Les indigènes « Lo-Lo » du Kien-Tchang, que les Chinois nomment plus spécialement par l'expression méprisante « Man-Tseu » et qui ne doivent pas être confondus avec les populations indigènes du Yun-Nan, généralement désignées sous cette même appellation de Lo-Lo, sont répartis sur le territoire, limité, au Sud et à l'Est, par les deux branches de la grande boucle du Yang-Tseu qui, dans cette partie supérieure de son cours, prend le nom de « Kin-Cha-Kiang », à l'Ouest, par le Ya-Long, ou Kin-Ho, et au Nord, par le Tong-Ho.

Ce quadrilatère est traversé, à peu près par son milieu et du nord au sud, par le Kien-Tchang-Kiang. La population lo-lo est disséminée dans les montagnes qui enserrent cette rivière de tous côtés, mais le groupement le plus dense se trouve sur la rive gauche, dans le massif épais, jusqu'ici impénétré, qui s'étend entre le Kin-Cha-Kiang et cette rivière du Kien-Tchang. Là, elle est toujours souveraine maîtresse ; l'intrusion Céleste ne s'y est pas aventurée,

L'infiltration chinoise, descendue par la fosse du Kien-Tchang, n'a pu occuper que la bande étroite de terrain connue sous le nom de vallée du « Kien-Tchang », poche profonde » longue de 220 kilomètres environ, qui commence vers Mien-Lin, d'une largeur maxima de 4 kilomètres dans sa partie la plus renflée, vers Kien-Tchang-Fou, et se termine à Kong-Mou-Yin, point où la rivière, tournant à l'ouest, s'enfonce dans des gorges, pour rejoindre le Ya-Long.

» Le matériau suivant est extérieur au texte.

use indexmap::IndexMap;
use serde_json::Value;

use crate::error::NormalizeError;
use crate::parse::common::{RawOperation, RawParameter};
use crate::parse::decode;
use crate::parse::openapi3::OpenApi3Document;
use crate::view::{Document, HttpMethod, Operation};

use super::classifier::ParameterClassifier;
use super::identifier;
use super::registry::{Registry, ref_key};
use super::{OperationCollector, static_headers};

/// Normalize an OpenAPI 3.x document. Shares the verb allow-list and
/// path-level parameter handling with Swagger 2.0; additionally a
/// `requestBody` schema reference is synthesized into a body parameter, and
/// parameter entries may themselves be `$ref`s into `components.parameters`.
pub fn normalize(doc: &OpenApi3Document) -> Result<Document, NormalizeError> {
    // Wild documents mix `components` with the legacy flat sections; merge
    // both, letting `components` win on key conflicts.
    let mut schemas = doc.definitions.clone();
    let mut shared_parameters = doc.parameters.clone();
    if let Some(components) = &doc.components {
        schemas.extend(components.schemas.clone());
        shared_parameters.extend(components.parameters.clone());
    }
    let registry = Registry::build(&schemas, &shared_parameters)?;

    let document_secure = doc.security.is_some()
        || doc.security_definitions.is_some()
        || doc
            .components
            .as_ref()
            .is_some_and(|c| c.security_schemes.is_some());

    let mut collector = OperationCollector::new();

    for (path, item) in &doc.paths {
        let shared: Vec<Value> = match item.get("parameters") {
            Some(value) => decode("OpenAPI 3.x", value)?,
            None => Vec::new(),
        };

        for (key, value) in item {
            if key == "parameters" {
                continue;
            }
            let Some(method) = HttpMethod::from_key(key) else {
                continue;
            };
            let op: RawOperation = decode("OpenAPI 3.x", value)?;

            let mut classifier = ParameterClassifier::new(&registry);
            for raw_value in &op.parameters {
                let raw: RawParameter = decode("OpenAPI 3.x", raw_value)?;
                classifier.classify(&raw)?;
            }
            for body in body_parameters(&op) {
                classifier.classify(&body)?;
            }
            for raw_value in &shared {
                let raw: RawParameter = decode("OpenAPI 3.x", raw_value)?;
                classifier.classify(&raw)?;
            }

            let consumes = if op.consumes.is_empty() {
                &doc.consumes
            } else {
                &op.consumes
            };

            collector.push(Operation {
                path: path.clone(),
                method,
                method_name: identifier::method_name(key, path),
                summary: op.description.clone().or_else(|| op.summary.clone()),
                parameters: classifier.finish(),
                headers: static_headers(&op.produces, consumes),
                response_schema: op.responses.get("200").cloned(),
                tags: op.tags.clone(),
                is_secure: doc.security.is_some() || op.security.is_some(),
            })?;
        }
    }

    let operations = collector.finish();
    let fingerprint = Document::fingerprint_of(&operations);

    Ok(Document {
        description: doc.info.description.clone(),
        domain_base_url: base_url(doc),
        is_secure: document_secure,
        operations,
        definitions: registry.definitions,
        enumerations: Vec::new(),
        fingerprint,
    })
}

/// Synthesize a body parameter per `requestBody` media type carrying a
/// schema reference, named after the referenced definition.
fn body_parameters(op: &RawOperation) -> Vec<RawParameter> {
    let Some(request_body) = &op.request_body else {
        return Vec::new();
    };
    let mut bodies: IndexMap<String, RawParameter> = IndexMap::new();
    for media in request_body.content.values() {
        let Some(ref_path) = media.schema.as_ref().and_then(|s| s.ref_path.clone()) else {
            continue;
        };
        let name = ref_key(&ref_path).to_string();
        bodies.entry(name.clone()).or_insert(RawParameter {
            name: Some(name),
            location: Some("body".to_string()),
            required: true,
            ref_path: Some(ref_path),
            ..Default::default()
        });
    }
    bodies.into_values().collect()
}

/// `servers[0].url` when declared, falling back to the legacy
/// `scheme://host/basePath` triple; empty otherwise.
fn base_url(doc: &OpenApi3Document) -> String {
    if let Some(server) = doc.servers.first() {
        return server.url.trim_end_matches('/').to_string();
    }
    match (doc.schemes.first(), &doc.host, &doc.base_path) {
        (Some(scheme), Some(host), Some(base_path)) => {
            format!("{}://{}{}", scheme, host, base_path.trim_end_matches('/'))
        }
        _ => String::new(),
    }
}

Dans le fond de cette vallée, ou mieux, de ce ravin du Kien-Tchang, la population chinoise ne s'est encore établie que par une sorte de tolérance et en consentant à subir les rapines des Lo-Lo qui en occupent les deux versants. La situation de ces Chinois n'est pas enviable. Pour eux, les périodes de tranquillité sont celles où les Lo-Lo se bornent à des incursions partielles, par petits groupes qui viennent s'approvisionner, tantôt dans un village, tantôt dans un autre, de céréales, de bestiaux et — si quelques imprudents résistent ou se laissent surprendre, — d'esclaves. Dans ces conditions, ce n'est qu'une sorte de dîme ne frappant que quelques maisons isolées, dont les habitants n'ont d'autre ressource que de s'enfuir, laissant piller leurs biens. Toute résistance, opposée par eux, ou tout secours donné par les voisins n'amènerait qu'un retour en force des Lo-Lo, pour entamer alors une véritable guerre de destruction.

La sagesse de l'administration chinoise consiste à fermer les yeux ; c'est le meilleur moyen qu'elle puisse employer pour la protection de ses sujets et pour conserver la route qui lui est indispensable, dans ce couloir, seule communication avec le bas Yun-Nan.

Le rôle le plus efficace des mandarins que le gouvernement chinois envoie dans cette région est de ne pas irriter les Lo-Lo et d'entretenir des relations suffisantes avec leurs chefs influents pour leur faire comprendre au besoin les abus, lorsque les pillages excèdent la mesure que ceux-ci n'ont d'ailleurs pas intérêt à dépasser, sous peine de provoquer la désertion de la colonie chinoise et de se priver de son exploitation. Grâce à ce compromis, la route du Kien-Tchang est demeurée à peu près libre. Des villages chinois la jalonnent, plus ou moins rapprochés, suivant la largeur des terres cultivables.

Dans chacun de ces villages, un petit mandarin militaire réside entre des murs de terre qui l'abritent avec le noyau principal de ses administrés. On a eu la précaution de ne donner à ces chefs militaires aucun soldat, ce qui leur enlève jusqu'à l'idée de réprimer ou même de gêner les déprédations des Lo-Lo. Ils se contentent de fermer chaque soir les portes de leur enclos et ils demeurent parfaitement sourds à tout bruit extérieur, se bornant à constater le lendemain, avec une très belle indifférence, le résultat des attaques dont les habitants du dehors ont pu être victimes ; ceux-ci, philosophiquement, s'efforcent de réédifier ensuite et de réparer les pertes, dans l'espoir d'une nouvelle tranquillité temporaire.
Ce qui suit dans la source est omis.